#### TASK INSTRUCTIONS
Please return every line of the records below that holds the word "PageSource".

Collected data:
■ ■ ■

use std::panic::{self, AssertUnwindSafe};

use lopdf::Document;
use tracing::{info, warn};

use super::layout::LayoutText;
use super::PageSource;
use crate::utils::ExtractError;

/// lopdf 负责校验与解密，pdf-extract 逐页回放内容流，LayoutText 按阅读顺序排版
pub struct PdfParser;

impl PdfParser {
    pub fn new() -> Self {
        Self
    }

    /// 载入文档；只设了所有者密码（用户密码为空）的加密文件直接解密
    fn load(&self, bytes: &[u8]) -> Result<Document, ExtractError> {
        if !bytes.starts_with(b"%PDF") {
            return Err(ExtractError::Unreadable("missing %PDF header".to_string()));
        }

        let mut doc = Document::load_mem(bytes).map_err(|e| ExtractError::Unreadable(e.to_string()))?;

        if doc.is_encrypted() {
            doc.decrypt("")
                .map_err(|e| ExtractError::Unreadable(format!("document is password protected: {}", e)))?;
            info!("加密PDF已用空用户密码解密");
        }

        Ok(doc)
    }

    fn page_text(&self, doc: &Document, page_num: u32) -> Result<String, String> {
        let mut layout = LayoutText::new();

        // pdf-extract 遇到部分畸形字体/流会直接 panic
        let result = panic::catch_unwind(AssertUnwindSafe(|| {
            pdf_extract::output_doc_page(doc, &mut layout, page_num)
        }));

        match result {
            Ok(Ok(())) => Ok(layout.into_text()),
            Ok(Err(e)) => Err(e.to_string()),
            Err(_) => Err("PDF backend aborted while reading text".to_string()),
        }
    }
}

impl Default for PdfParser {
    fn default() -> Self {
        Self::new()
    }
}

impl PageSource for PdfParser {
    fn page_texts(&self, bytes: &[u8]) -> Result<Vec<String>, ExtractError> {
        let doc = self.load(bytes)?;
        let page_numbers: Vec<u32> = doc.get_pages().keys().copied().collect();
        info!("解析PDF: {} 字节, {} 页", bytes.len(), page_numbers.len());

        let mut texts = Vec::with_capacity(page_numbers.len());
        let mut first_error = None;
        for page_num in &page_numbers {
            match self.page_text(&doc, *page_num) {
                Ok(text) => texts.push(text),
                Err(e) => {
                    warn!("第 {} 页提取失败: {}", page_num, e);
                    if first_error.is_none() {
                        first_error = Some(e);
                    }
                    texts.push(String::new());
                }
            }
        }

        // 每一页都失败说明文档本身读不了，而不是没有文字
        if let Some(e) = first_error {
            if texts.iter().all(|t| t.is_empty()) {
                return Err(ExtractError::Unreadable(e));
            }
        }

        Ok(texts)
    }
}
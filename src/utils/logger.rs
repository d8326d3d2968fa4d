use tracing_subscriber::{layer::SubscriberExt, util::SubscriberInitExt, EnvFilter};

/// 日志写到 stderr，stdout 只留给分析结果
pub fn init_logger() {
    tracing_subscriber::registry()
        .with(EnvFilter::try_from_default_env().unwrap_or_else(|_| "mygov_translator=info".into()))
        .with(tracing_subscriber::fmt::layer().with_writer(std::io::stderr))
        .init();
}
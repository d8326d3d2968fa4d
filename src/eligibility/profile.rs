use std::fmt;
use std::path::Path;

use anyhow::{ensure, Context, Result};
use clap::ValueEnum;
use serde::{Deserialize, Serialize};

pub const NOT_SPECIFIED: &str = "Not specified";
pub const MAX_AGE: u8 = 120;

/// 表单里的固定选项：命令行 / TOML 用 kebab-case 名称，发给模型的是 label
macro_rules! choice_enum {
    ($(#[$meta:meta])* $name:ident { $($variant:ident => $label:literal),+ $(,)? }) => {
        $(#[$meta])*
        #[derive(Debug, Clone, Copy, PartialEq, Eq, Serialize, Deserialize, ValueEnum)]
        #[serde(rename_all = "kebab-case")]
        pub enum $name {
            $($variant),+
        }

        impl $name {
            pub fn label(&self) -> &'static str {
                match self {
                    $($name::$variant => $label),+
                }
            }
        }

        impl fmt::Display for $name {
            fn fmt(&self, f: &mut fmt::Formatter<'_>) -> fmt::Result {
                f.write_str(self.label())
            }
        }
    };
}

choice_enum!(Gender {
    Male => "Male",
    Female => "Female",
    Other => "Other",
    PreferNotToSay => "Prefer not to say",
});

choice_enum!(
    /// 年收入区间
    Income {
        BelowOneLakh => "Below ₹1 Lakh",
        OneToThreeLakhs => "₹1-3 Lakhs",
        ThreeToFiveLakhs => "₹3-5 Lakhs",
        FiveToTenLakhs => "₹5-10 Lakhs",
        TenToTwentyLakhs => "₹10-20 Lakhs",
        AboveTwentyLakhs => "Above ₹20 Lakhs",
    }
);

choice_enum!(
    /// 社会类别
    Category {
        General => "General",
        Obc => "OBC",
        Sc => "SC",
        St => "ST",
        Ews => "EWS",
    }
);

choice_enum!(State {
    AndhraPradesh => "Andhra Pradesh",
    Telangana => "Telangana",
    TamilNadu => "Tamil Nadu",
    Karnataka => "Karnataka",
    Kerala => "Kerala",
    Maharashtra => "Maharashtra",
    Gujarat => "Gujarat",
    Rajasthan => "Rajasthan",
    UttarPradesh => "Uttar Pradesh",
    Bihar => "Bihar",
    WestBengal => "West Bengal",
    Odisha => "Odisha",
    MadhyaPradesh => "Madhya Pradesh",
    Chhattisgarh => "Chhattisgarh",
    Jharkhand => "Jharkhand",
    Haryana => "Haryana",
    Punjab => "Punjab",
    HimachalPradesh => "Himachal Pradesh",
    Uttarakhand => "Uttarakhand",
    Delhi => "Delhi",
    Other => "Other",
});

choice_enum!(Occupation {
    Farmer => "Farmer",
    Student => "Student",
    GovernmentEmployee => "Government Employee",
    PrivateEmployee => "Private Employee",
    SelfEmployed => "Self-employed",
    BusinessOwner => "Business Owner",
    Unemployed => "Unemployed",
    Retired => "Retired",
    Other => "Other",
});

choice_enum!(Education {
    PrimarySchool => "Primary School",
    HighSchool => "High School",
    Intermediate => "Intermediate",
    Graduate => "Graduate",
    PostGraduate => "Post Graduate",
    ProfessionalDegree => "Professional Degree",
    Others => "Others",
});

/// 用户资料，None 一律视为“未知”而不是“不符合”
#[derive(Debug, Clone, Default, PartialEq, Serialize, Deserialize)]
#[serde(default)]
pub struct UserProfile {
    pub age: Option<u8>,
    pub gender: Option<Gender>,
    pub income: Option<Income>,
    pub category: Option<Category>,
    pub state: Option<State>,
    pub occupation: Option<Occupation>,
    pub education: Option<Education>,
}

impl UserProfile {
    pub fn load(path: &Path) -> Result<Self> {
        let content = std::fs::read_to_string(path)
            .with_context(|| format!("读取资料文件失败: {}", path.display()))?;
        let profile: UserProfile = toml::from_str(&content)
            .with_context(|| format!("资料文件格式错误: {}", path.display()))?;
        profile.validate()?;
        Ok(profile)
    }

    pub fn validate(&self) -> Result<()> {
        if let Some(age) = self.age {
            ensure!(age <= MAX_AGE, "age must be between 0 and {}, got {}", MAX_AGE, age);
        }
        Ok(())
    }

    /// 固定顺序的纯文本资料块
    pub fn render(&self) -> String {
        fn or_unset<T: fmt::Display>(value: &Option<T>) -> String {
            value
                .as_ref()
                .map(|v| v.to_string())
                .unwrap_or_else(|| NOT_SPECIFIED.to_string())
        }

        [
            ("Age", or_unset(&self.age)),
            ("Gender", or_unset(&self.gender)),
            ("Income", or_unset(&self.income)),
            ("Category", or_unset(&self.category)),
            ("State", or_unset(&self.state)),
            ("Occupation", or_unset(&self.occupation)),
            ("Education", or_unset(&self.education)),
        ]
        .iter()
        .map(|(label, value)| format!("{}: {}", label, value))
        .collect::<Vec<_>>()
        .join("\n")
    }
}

■ ■ ■

#### ANSWER SECTION
use super::PageSource;
impl PageSource for PdfParser {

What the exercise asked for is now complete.